To gain a more comprehensive view of health care access across the United States, we used the Centers for Disease Control and Prevention’s (CDC) Behavioral Risk Factor Surveillance System (BRFSS) data. Our findings show what constitutes health care access (or lack thereof), the states better and worse off, which communities have the most need, and how access to healthcare may affect physical and mental health.
Defining Access to Health Care, According to BRFSS
When looking at access, we consider three things: whether Americans have a personal health care provider, if they avoid seeing a doctor due to cost, and whether they have health care coverage. We found that one-third of people reported at least one of these poor access indicators.
Further evaluation revealed that 17% of all respondents did not have a personal health care provider, which may pose a problem because Americans receive most of their care through a primary provider – per our system’s design. Following no access to a personal provider, 11% of people reported that they avoided a doctor in the last year because of cost. Lastly, 9% said they did not have health care coverage at all.

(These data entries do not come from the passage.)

//! Page-by-page collection of list endpoints.

use async_trait::async_trait;
use serde::de::DeserializeOwned;
use serde_json::Value;

use crate::http::{EndpointRequest, FetchResult, HttpClient};

/// Anything that can answer a JSON GET for an endpoint.
#[async_trait]
pub trait PageSource: Send + Sync {
    /// Fetches one page.
    async fn get_json(&self, request: &EndpointRequest) -> FetchResult<Value>;
}

#[async_trait]
impl PageSource for HttpClient {
    async fn get_json(&self, request: &EndpointRequest) -> FetchResult<Value> {
        Self::get_json(self, request).await
    }
}

/// Page size and optional page ceiling for a collection run.
#[derive(Debug, Clone, Copy, PartialEq, Eq)]
pub struct PageLimits {
    page_size: u32,
    max_pages: Option<u32>,
}

impl PageLimits {
    /// Collects pages of `page_size` until the listing is exhausted.
    #[must_use]
    pub const fn unbounded(page_size: u32) -> Self {
        Self {
            page_size,
            max_pages: None,
        }
    }

    /// Collects at most `max_pages` pages of `page_size`.
    #[must_use]
    pub const fn bounded(page_size: u32, max_pages: u32) -> Self {
        Self {
            page_size,
            max_pages: Some(max_pages),
        }
    }

    /// Items requested per page.
    #[must_use]
    pub const fn page_size(&self) -> u32 {
        self.page_size
    }

    /// Page ceiling, if any.
    #[must_use]
    pub const fn max_pages(&self) -> Option<u32> {
        self.max_pages
    }
}

/// Collects items from consecutive pages starting at page 1.
///
/// Stops at the first empty or short page, at the page ceiling, or at the
/// first page that fails or is not a JSON array. Items gathered before a
/// failure are kept.
pub async fn fetch_all(
    source: &dyn PageSource,
    request: &EndpointRequest,
    limits: PageLimits,
) -> Vec<Value> {
    let page_size = usize::try_from(limits.page_size).unwrap_or(usize::MAX);
    let mut items = Vec::new();
    let mut page: u32 = 1;

    loop {
        if let Some(max_pages) = limits.max_pages
            && page > max_pages
        {
            break;
        }

        let paged = request.paged(page, limits.page_size);
        let batch = match source.get_json(&paged).await {
            FetchResult::Success(Value::Array(batch)) => batch,
            FetchResult::Success(_) => {
                tracing::warn!(
                    "page {page} of {} was not a JSON array; stopping",
                    request.path()
                );
                break;
            }
            _ => break,
        };

        let received = batch.len();
        items.extend(batch);
        if received == 0 || received < page_size {
            break;
        }
        page = page.saturating_add(1);
    }

    items
}

/// Collects pages and decodes each item as `T`, skipping items that do not
/// decode.
pub async fn fetch_all_as<T: DeserializeOwned>(
    source: &dyn PageSource,
    request: &EndpointRequest,
    limits: PageLimits,
) -> Vec<T> {
    fetch_all(source, request, limits)
        .await
        .into_iter()
        .filter_map(|item| match serde_json::from_value(item) {
            Ok(decoded) => Some(decoded),
            Err(error) => {
                tracing::debug!("skipping undecodable item from {}: {error}", request.path());
                None
            }
        })
        .collect()
}

#[cfg(test)]
mod tests {
    use std::sync::Mutex;

    use async_trait::async_trait;
    use rstest::rstest;
    use serde::Deserialize;
    use serde_json::{Value, json};

    use super::{PageLimits, PageSource, fetch_all, fetch_all_as};
    use crate::http::{EndpointRequest, FetchResult};

    /// Serves `total` numbered items in pages and records requested pages.
    struct NumberedSource {
        total: usize,
        fail_on_page: Option<u32>,
        requested: Mutex<Vec<u32>>,
    }

    impl NumberedSource {
        fn new(total: usize) -> Self {
            Self {
                total,
                fail_on_page: None,
                requested: Mutex::new(Vec::new()),
            }
        }

        fn requested(&self) -> Vec<u32> {
            self.requested.lock().expect("lock should not be poisoned").clone()
        }
    }

    #[async_trait]
    impl PageSource for NumberedSource {
        async fn get_json(&self, request: &EndpointRequest) -> FetchResult<Value> {
            let cursor = request.cursor().expect("requests should be paged");
            self.requested
                .lock()
                .expect("lock should not be poisoned")
                .push(cursor.page);
            if self.fail_on_page == Some(cursor.page) {
                return FetchResult::StatusError {
                    code: 502,
                    body: "bad gateway".to_owned(),
                };
            }

            let size = cursor.per_page as usize;
            let start = (cursor.page as usize - 1) * size;
            let end = (start + size).min(self.total);
            let items: Vec<Value> = (start..end).map(|index| json!({"id": index})).collect();
            FetchResult::Success(Value::Array(items))
        }
    }

    #[rstest]
    #[case::empty(0, 10, None, 0, 1)]
    #[case::single_short_page(3, 10, None, 3, 1)]
    #[case::exact_multiple(20, 10, None, 20, 3)]
    #[case::ragged(25, 10, None, 25, 3)]
    #[case::capped_by_ceiling(95, 10, Some(4), 40, 4)]
    #[case::ceiling_above_need(15, 10, Some(10), 15, 2)]
    #[tokio::test]
    async fn collects_min_of_total_and_ceiling(
        #[case] total: usize,
        #[case] page_size: u32,
        #[case] max_pages: Option<u32>,
        #[case] expected_items: usize,
        #[case] expected_requests: usize,
    ) {
        let source = NumberedSource::new(total);
        let limits = max_pages.map_or_else(
            || PageLimits::unbounded(page_size),
            |max| PageLimits::bounded(page_size, max),
        );

        let items = fetch_all(&source, &EndpointRequest::new("/items"), limits).await;

        assert_eq!(items.len(), expected_items);
        assert_eq!(source.requested().len(), expected_requests);
        assert_eq!(items.first(), (total > 0).then(|| json!({"id": 0})).as_ref());
    }

    #[rstest]
    #[tokio::test]
    async fn failure_keeps_items_from_earlier_pages() {
        let source = NumberedSource {
            fail_on_page: Some(2),
            ..NumberedSource::new(30)
        };

        let items = fetch_all(
            &source,
            &EndpointRequest::new("/items"),
            PageLimits::unbounded(10),
        )
        .await;

        assert_eq!(items.len(), 10);
        assert_eq!(source.requested(), vec![1, 2]);
    }

    #[derive(Debug, Deserialize, PartialEq, Eq)]
    struct Numbered {
        id: u64,
    }

    struct MixedSource;

    #[async_trait]
    impl PageSource for MixedSource {
        async fn get_json(&self, _request: &EndpointRequest) -> FetchResult<Value> {
            FetchResult::Success(json!([{"id": 1}, {"name": "no id"}, {"id": 3}]))
        }
    }

    #[rstest]
    #[tokio::test]
    async fn typed_collection_skips_undecodable_items() {
        let items: Vec<Numbered> = fetch_all_as(
            &MixedSource,
            &EndpointRequest::new("/items"),
            PageLimits::bounded(3, 1),
        )
        .await;

        assert_eq!(items, vec![Numbered { id: 1 }, Numbered { id: 3 }]);
    }
}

Although the general lack of access to these three primary needs may be alarming, the data gets more grim once we hone in on the low-access population (those with at least one low-access indicator). Of this group, half did not have a personal health care provider, indicating that some of America’s most vulnerable are not having their basic health and wellness needs met. Thirty-one percent of the low-access population avoided a doctor due to cost, and 25% reported not having any health care coverage, emphasizing how problems can be compounded for those already struggling.
How Access Varies Across State Lines
The data reveals that some U.S. states fare better than others. Of the general population surveyed, Texas scored the worst in two health care access categories: 16% of Texans avoided the doctor due to cost, and less than 17% had health care coverage. People living in Nevada were the most likely to not have a personal health care provider, as over 28% of the population revealed that need.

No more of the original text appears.